[The task]: Look through the lines below and copy each one that includes "struct".

Stored data
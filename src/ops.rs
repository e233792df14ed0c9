//! Patch specifications and the pure line transformations they drive.
//!
//! Every operation takes the current line sequence and returns a new one;
//! nothing here mutates shared state. Each operation re-indexes headers so
//! it observes the line numbers produced by earlier edits.

use crate::errors::PatchError;
use crate::format::{format_key_path, format_value};
use crate::index::{index_headers, is_blank_or_comment, HeaderKind};
use crate::locate::{locate_assignment, resolve_section};
use crate::path::{parse_path, PathSegment};
use crate::scan::find_unquoted;
use crate::validator::parse_value_literal;
use toml::Value;

/// Request to replace one assignment's value.
#[derive(Debug, Clone, PartialEq)]
pub struct SetPatch {
    pub path: Vec<PathSegment>,
    pub value: Value,
    pub comment: Option<String>,
}

impl SetPatch {
    /// Parse a `path = TOML_VALUE [# inline comment]` payload.
    pub fn parse(spec: &str) -> Result<Self, PatchError> {
        let eq = find_unquoted(spec, '=').ok_or_else(|| PatchError::InvalidPayload {
            input: spec.to_string(),
            message: "missing '='".to_string(),
        })?;
        let path_part = spec[..eq].trim();
        if path_part.is_empty() {
            return Err(PatchError::InvalidPayload {
                input: spec.to_string(),
                message: "empty path before '='".to_string(),
            });
        }

        let rhs = spec[eq + 1..].trim();
        let (value_src, comment) = match find_unquoted(rhs, '#') {
            Some(hash) => (
                rhs[..hash].trim_end(),
                Some(rhs[hash + 1..].trim().to_string()),
            ),
            None => (rhs, None),
        };
        if value_src.is_empty() {
            return Err(PatchError::InvalidPayload {
                input: spec.to_string(),
                message: "empty TOML value".to_string(),
            });
        }

        Ok(Self {
            path: parse_path(path_part)?,
            value: parse_value_literal(value_src)?,
            comment,
        })
    }
}

/// Request to remove one assignment.
#[derive(Debug, Clone, PartialEq, Eq)]
pub struct DeleteKeyPatch {
    pub path: Vec<PathSegment>,
}

impl DeleteKeyPatch {
    pub fn parse(spec: &str) -> Result<Self, PatchError> {
        Ok(Self {
            path: parse_path(spec)?,
        })
    }
}

/// Request to remove a section header and its owned content.
#[derive(Debug, Clone, PartialEq, Eq)]
pub struct DeleteSectionPatch {
    pub path: Vec<PathSegment>,
}

impl DeleteSectionPatch {
    pub fn parse(spec: &str) -> Result<Self, PatchError> {
        Ok(Self {
            path: parse_path(spec)?,
        })
    }
}

/// Replace the resolved assignment's span with one canonical line.
pub fn apply_set(lines: &[String], patch: &SetPatch) -> Result<Vec<String>, PatchError> {
    let headers = index_headers(lines);
    let span = locate_assignment(lines, &headers, &patch.path)?;

    let lhs = format_key_path(&span.key_segments);
    let rhs = format_value(&patch.value);
    let new_line = match patch.comment.as_deref() {
        Some(comment) if !comment.is_empty() => format!("{lhs} = {rhs} # {comment}\n"),
        _ => format!("{lhs} = {rhs}\n"),
    };

    let mut out = Vec::with_capacity(lines.len());
    out.extend_from_slice(&lines[..span.start]);
    out.push(new_line);
    out.extend_from_slice(&lines[span.end + 1..]);
    Ok(out)
}

/// Remove the resolved assignment's lines entirely.
pub fn apply_delete_key(lines: &[String], patch: &DeleteKeyPatch) -> Result<Vec<String>, PatchError> {
    let headers = index_headers(lines);
    let span = locate_assignment(lines, &headers, &patch.path)?;

    let mut out = Vec::with_capacity(lines.len());
    out.extend_from_slice(&lines[..span.start]);
    out.extend_from_slice(&lines[span.end + 1..]);
    Ok(out)
}

/// Remove a section from its header line through its trimmed owned
/// content, leaving trailing blank/comment lines for the next section.
pub fn apply_delete_section(
    lines: &[String],
    patch: &DeleteSectionPatch,
) -> Result<Vec<String>, PatchError> {
    let headers = index_headers(lines);
    let section = resolve_section(&headers, &patch.path)?;
    if section.kind == HeaderKind::Root {
        return Err(PatchError::RootDeletionRefused);
    }
    let header_line = section.line.expect("non-root header has a line");

    let mut out = Vec::with_capacity(lines.len());
    out.extend_from_slice(&lines[..header_line]);
    out.extend_from_slice(&lines[section.content_end..]);
    Ok(out)
}

/// Replace the leading blank/comment run with a fresh comment block.
///
/// Each replacement line is prefixed with `# ` (a bare `#` for blank
/// lines), and a single blank line separates the block from the rest of
/// the document.
pub fn replace_top_comment(lines: &[String], text: &str) -> Vec<String> {
    let mut keep = 0;
    while keep < lines.len() && is_blank_or_comment(&lines[keep]) {
        keep += 1;
    }

    let mut out = Vec::with_capacity(lines.len());
    for raw in text.lines() {
        if raw.trim().is_empty() {
            out.push("#\n".to_string());
        } else {
            out.push(format!("# {}\n", raw.trim_end()));
        }
    }
    out.push("\n".to_string());
    out.extend_from_slice(&lines[keep..]);
    out
}

#[cfg(test)]
mod tests {
    use super::*;

    fn lines(text: &str) -> Vec<String> {
        text.split_inclusive('\n').map(str::to_string).collect()
    }

    fn text(lines: &[String]) -> String {
        lines.concat()
    }

    #[test]
    fn set_payload_splits_value_and_comment() {
        let patch = SetPatch::parse("logger.level = 6 # disable").unwrap();
        assert_eq!(patch.value, Value::Integer(6));
        assert_eq!(patch.comment.as_deref(), Some("disable"));

        let quoted = SetPatch::parse("msg = \"a # b\"").unwrap();
        assert_eq!(quoted.value, Value::String("a # b".to_string()));
        assert_eq!(quoted.comment, None);
    }

    #[test]
    fn set_payload_rejects_malformed_specs() {
        assert!(matches!(
            SetPatch::parse("no equals here"),
            Err(PatchError::InvalidPayload { .. })
        ));
        assert!(matches!(
            SetPatch::parse("path = "),
            Err(PatchError::InvalidPayload { .. })
        ));
        assert!(matches!(
            SetPatch::parse(" = 1"),
            Err(PatchError::InvalidPayload { .. })
        ));
    }

    #[test]
    fn set_rewrites_only_the_target_line() {
        let doc = lines("[a]\n\nx   =   1   # old\ny = 2\n");
        let patch = SetPatch::parse("a.x = 42").unwrap();
        let out = apply_set(&doc, &patch).unwrap();
        assert_eq!(text(&out), "[a]\n\nx = 42\ny = 2\n");
    }

    #[test]
    fn set_collapses_multiline_value_to_one_line() {
        let doc = lines("[a]\nlist = [\n  1,\n  2,\n]\nafter = true\n");
        let patch = SetPatch::parse("a.list = [3]").unwrap();
        let out = apply_set(&doc, &patch).unwrap();
        assert_eq!(text(&out), "[a]\nlist = [3]\nafter = true\n");
    }

    #[test]
    fn delete_key_removes_the_whole_span() {
        let doc = lines("[a]\nlist = [\n  1,\n]\nkeep = 1\n");
        let patch = DeleteKeyPatch::parse("a.list").unwrap();
        let out = apply_delete_key(&doc, &patch).unwrap();
        assert_eq!(text(&out), "[a]\nkeep = 1\n");
    }

    #[test]
    fn delete_section_requires_index_for_repeated_arrays() {
        let doc = lines("[[s]]\nh = 1\n[[s]]\nh = 2\n");
        let ambiguous = DeleteSectionPatch::parse("s").unwrap();
        assert!(matches!(
            apply_delete_section(&doc, &ambiguous),
            Err(PatchError::AmbiguousPath { .. })
        ));

        let indexed = DeleteSectionPatch::parse("s[0]").unwrap();
        let out = apply_delete_section(&doc, &indexed).unwrap();
        assert_eq!(text(&out), "[[s]]\nh = 2\n");
    }

    #[test]
    fn delete_section_refuses_the_root() {
        let doc = lines("x = 1\n");
        let patch = DeleteSectionPatch { path: Vec::new() };
        assert!(matches!(
            apply_delete_section(&doc, &patch),
            Err(PatchError::RootDeletionRefused)
        ));
    }

    #[test]
    fn top_comment_replaces_leading_run() {
        let doc = lines("# old one\n# old two\n\nkey = 1\n");
        let out = replace_top_comment(&doc, "fresh\n\nnotes");
        assert_eq!(text(&out), "# fresh\n#\n# notes\n\nkey = 1\n");
    }

    #[test]
    fn top_comment_on_document_without_one() {
        let doc = lines("key = 1\n");
        let out = replace_top_comment(&doc, "added");
        assert_eq!(text(&out), "# added\n\nkey = 1\n");
    }
}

[Task solution]:
pub struct SetPatch {
pub struct DeleteKeyPatch {
pub struct DeleteSectionPatch {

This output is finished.